Nessuno si sognerebbe di andare nella piazza principale della propria città a dare in escandescenze, a pronunciare male parole o addirittura a bestemmiare, diffamando e calunniando questo o quello. Perché verrebbe subito raggiunto dalle forze dell’ordine e giustamente bloccato e portato in caserma o in questura, come minimo per accertamenti.
Ebbene in uno stadio tutto questo non accade e l’uomo si sente libero di sbraitare ai quattro venti le proprie frustrazioni settimanali. Allo stadio la persona in quanto tale non esiste, esistono soltanto la vittoria e la sconfitta (neppure il pareggio, vissuto come simil-sconfitta).
Sono solito raccontare un aneddoto di qualche anno fa, quando ero il telecronista della Pistoiese. Al termine di una partita vittoriosa, camminando verso la sala-stampa incrociai due anziani signori, marito e moglie, che mi fermarono complimentandosi per la competenza, la voce, la simpatia. Furono gentilissimi.
La settimana successiva, alla fine della seconda gara casalinga consecutiva, un immeritato k.o. della squadra arancione, nello stesso tragitto m’imbattei nuovamente nei due signori. Stavolta, considerato che li avevo conosciuti la volta precedente, fui il primo a salutarli, ma mal me ne incolse perché mi ricoprirono d’improperi.

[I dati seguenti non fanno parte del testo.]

use std::sync::Arc;

use crate::stream::{active_stream, use_stream};
use crate::{HostStream, Stream};

#[test]
fn test_use_stream_sets_thread_active() {
    let stream: Arc<dyn Stream> = Arc::new(HostStream::new());
    use_stream(&stream).unwrap();
    let active = active_stream().expect("stream should be active");
    assert!(Arc::ptr_eq(&active, &stream));

    let other: Arc<dyn Stream> = Arc::new(HostStream::new());
    use_stream(&other).unwrap();
    assert!(Arc::ptr_eq(&active_stream().unwrap(), &other));
}

#[test]
fn test_active_stream_is_per_thread() {
    let stream: Arc<dyn Stream> = Arc::new(HostStream::new());
    use_stream(&stream).unwrap();
    let seen = std::thread::spawn(|| active_stream().is_some()).join().unwrap();
    assert!(!seen);
}

#[test]
fn test_host_stream_ids_and_sync() {
    let a = HostStream::new();
    let b = HostStream::new();
    assert_ne!(a.id(), b.id());

    a.synchronize().unwrap();
    a.synchronize().unwrap();
    assert_eq!(a.synchronizations(), 2);
    assert_eq!(b.synchronizations(), 0);
}
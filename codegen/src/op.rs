//! The closed set of operations kernels can be compiled for.

use std::str::FromStr;

use snafu::OptionExt;

use crate::error::{InvalidOperationNameSnafu, Result};

/// A signal-processing primitive with a device kernel.
#[derive(Debug, Clone, Copy, PartialEq, Eq, Hash, PartialOrd, Ord)]
#[derive(strum::Display, strum::EnumString, strum::IntoStaticStr)]
#[derive(strum::EnumCount, strum::EnumIter, strum::VariantArray)]
#[strum(serialize_all = "lowercase")]
pub enum OperationKind {
    Correlate,
    Convolve,
    Correlate2d,
    Convolve2d,
    /// Direct-form recursive (IIR) filter.
    Lfilter,
    /// Lomb-Scargle periodogram.
    Lombscargle,
    /// Upsample, FIR filter, downsample.
    Upfirdn,
    Upfirdn2d,
}

impl OperationKind {
    /// Parse a user-supplied operation name, ignoring case.
    pub fn parse_name(name: &str) -> Result<Self> {
        Self::from_str(&name.to_lowercase()).ok().context(InvalidOperationNameSnafu { name })
    }

    /// Canonical lowercase name (`"lfilter"`, `"convolve2d"`, ...).
    pub fn name(&self) -> &'static str {
        self.into()
    }
}
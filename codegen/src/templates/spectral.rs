/// Lomb-Scargle periodogram, one frequency per thread iteration.
///
/// `y_dot[0]` is the precomputed `dot(y, y)`; zero disables normalization.
pub const LOMBSCARGLE: &str = r#"
{header}

extern "C" {
    __global__ void sigkern_lombscargle(
            const int x_shape,
            const int freqs_shape,
            const {datatype} * __restrict__ x,
            const {datatype} * __restrict__ y,
            const {datatype} * __restrict__ freqs,
            {datatype} * __restrict__ pgram,
            const {datatype} * __restrict__ y_dot) {

        const int tx { static_cast<int>( blockIdx.x * blockDim.x + threadIdx.x ) };
        const int stride { static_cast<int>( blockDim.x * gridDim.x ) };

        {datatype} yD {};
        if ( y_dot[0] == 0 ) {
            yD = 1;
        } else {
            yD = 2 / y_dot[0];
        }

        for ( int tid = tx; tid < freqs_shape; tid += stride ) {

            const {datatype} freq { freqs[tid] };

            {datatype} xc {};
            {datatype} xs {};
            {datatype} cc {};
            {datatype} ss {};
            {datatype} cs {};
            {datatype} c {};
            {datatype} s {};

            for ( int j = 0; j < x_shape; j++ ) {
                sincos( freq * x[j], &s, &c );
                xc += y[j] * c;
                xs += y[j] * s;
                cc += c * c;
                ss += s * s;
                cs += c * s;
            }

            const {datatype} tau { atan2( 2 * cs, cc - ss ) / ( 2 * freq ) };
            const {datatype} c_tau { cos( freq * tau ) };
            const {datatype} s_tau { sin( freq * tau ) };
            const {datatype} c_tau2 { c_tau * c_tau };
            const {datatype} s_tau2 { s_tau * s_tau };
            const {datatype} cs_tau { 2 * c_tau * s_tau };

            const {datatype} num_c { c_tau * xc + s_tau * xs };
            const {datatype} num_s { c_tau * xs - s_tau * xc };

            pgram[tid] = ( 0.5 * ( ( num_c * num_c ) / ( c_tau2 * cc + cs_tau * cs + s_tau2 * ss ) +
                                   ( num_s * num_s ) / ( c_tau2 * ss - cs_tau * cs + s_tau2 * cc ) ) ) * yD;
        }
    }
}
"#;
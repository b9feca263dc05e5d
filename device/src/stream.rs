//! Execution streams.
//!
//! A stream orders the work submitted to it. [`use_stream`] makes a stream
//! the active one for the calling thread; device work issued afterwards on
//! that thread defaults to it until another stream is made active.

use std::any::Any;
use std::cell::RefCell;
use std::sync::Arc;
use std::sync::atomic::{AtomicU64, AtomicUsize, Ordering};

#[cfg(feature = "cuda")]
use snafu::ResultExt;

use crate::error::Result;

#[cfg(feature = "cuda")]
use crate::error::CudaSnafu;

pub trait Stream: Send + Sync + std::fmt::Debug {
    /// Bind whatever device state this stream needs to the calling thread.
    fn make_active(&self) -> Result<()>;

    /// Block until all work submitted to this stream has completed.
    fn synchronize(&self) -> Result<()>;

    /// Backend name, matching [`crate::Allocator::name`].
    fn backend(&self) -> &str;

    fn as_any(&self) -> &dyn Any;
}

thread_local! {
    static ACTIVE: RefCell<Option<Arc<dyn Stream>>> = const { RefCell::new(None) };
}

/// Make `stream` the active stream of the calling thread.
pub fn use_stream(stream: &Arc<dyn Stream>) -> Result<()> {
    stream.make_active()?;
    ACTIVE.with(|active| *active.borrow_mut() = Some(Arc::clone(stream)));
    Ok(())
}

/// The stream most recently activated on this thread.
pub fn active_stream() -> Option<Arc<dyn Stream>> {
    ACTIVE.with(|active| active.borrow().clone())
}

static NEXT_HOST_STREAM: AtomicU64 = AtomicU64::new(0);

/// Stream for the host backend.
///
/// Host launches complete before they return, so synchronizing only counts.
#[derive(Debug)]
pub struct HostStream {
    id: u64,
    synchronizations: AtomicUsize,
}

impl HostStream {
    pub fn new() -> Self {
        Self { id: NEXT_HOST_STREAM.fetch_add(1, Ordering::Relaxed), synchronizations: AtomicUsize::new(0) }
    }

    pub fn id(&self) -> u64 {
        self.id
    }

    /// Number of completed `synchronize` calls.
    pub fn synchronizations(&self) -> usize {
        self.synchronizations.load(Ordering::Relaxed)
    }
}

impl Default for HostStream {
    fn default() -> Self {
        Self::new()
    }
}

impl Stream for HostStream {
    fn make_active(&self) -> Result<()> {
        tracing::trace!(stream.id = self.id, "host stream active");
        Ok(())
    }

    fn synchronize(&self) -> Result<()> {
        self.synchronizations.fetch_add(1, Ordering::Relaxed);
        Ok(())
    }

    fn backend(&self) -> &str {
        "HOST"
    }

    fn as_any(&self) -> &dyn Any {
        self
    }
}

/// A CUDA stream on one device context.
#[cfg(feature = "cuda")]
#[derive(Debug)]
pub struct CudaStream {
    stream: Arc<cudarc::driver::CudaStream>,
}

#[cfg(feature = "cuda")]
impl CudaStream {
    /// Create a new non-default stream on device `device_id`.
    pub fn new(device_id: usize) -> Result<Self> {
        let context = cudarc::driver::CudaContext::new(device_id).context(CudaSnafu)?;
        let stream = context.new_stream().context(CudaSnafu)?;
        Ok(Self { stream })
    }

    pub fn from_raw(stream: Arc<cudarc::driver::CudaStream>) -> Self {
        Self { stream }
    }

    pub fn inner(&self) -> &Arc<cudarc::driver::CudaStream> {
        &self.stream
    }

    /// Allocator placing buffers on this stream's device.
    pub fn allocator(&self) -> crate::CudaAllocator {
        crate::CudaAllocator::new(Arc::clone(&self.stream))
    }
}

#[cfg(feature = "cuda")]
impl Stream for CudaStream {
    fn make_active(&self) -> Result<()> {
        self.stream.context().bind_to_thread().context(CudaSnafu)
    }

    fn synchronize(&self) -> Result<()> {
        self.stream.synchronize().context(CudaSnafu)
    }

    fn backend(&self) -> &str {
        "CUDA"
    }

    fn as_any(&self) -> &dyn Any {
        self
    }
}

La Pistoiese aveva perso e io ero identificato come Pistoiese. Ieri allo stadio, dopo l’amaro scivolone, l’ennesimo della serie, nel derby con la Lucchese, a fine incontro, assieme ad altri colleghi, mi sono diretto verso la sala-stampa (curioso che per arrivarci si debba sempre passare in mezzo ai supporter della Curva Nord, sono passati decenni ma nessuno ha risolto, con il buonsenso, una semplice questione di ordine pubblico).
Ebbene giunti in prossimità del cancello – insolitamente chiuso a chiave – con la folla vociante ed eufemisticamente arrabbiata che s’ingrossava, abbiamo assistito a questa scena: 2, 3 carabinieri immobili, in attesa degli eventi, il presidente della Pistoiese Orazio Ferrari, che è passato rapidissimo, ha aperto il cancello a pochi (tra cui la figlia) e invece di dileguarsi si è fermato a rispondere a qualche sostenitore che, sbagliando, gli ha scaricato (verbalmente) addosso di tutto (c’è modo e modo di contestare, offendere è il più errato che ci sia).
Ciò premesso, anche un bimbo saprebbe che non ci si mette a tu per tu con la folla inferocita, proprio per evitare gravi problemi di ordine pubblico. Tra l’altro, mettersi a rispondere dietro un cancello con gli altri costretti fuori, beh non parrebbe proprio cosa buona e giusta (sia detto senza alcuna polemica, ma con la consapevolezza di aver visto più di un collega impaurito dalla situazione che si stava venendo a creare).
Morale della favola: chi l’ha, adoperi il buonsenso. Sempre. Perché non ci sono giustificazioni che reggono.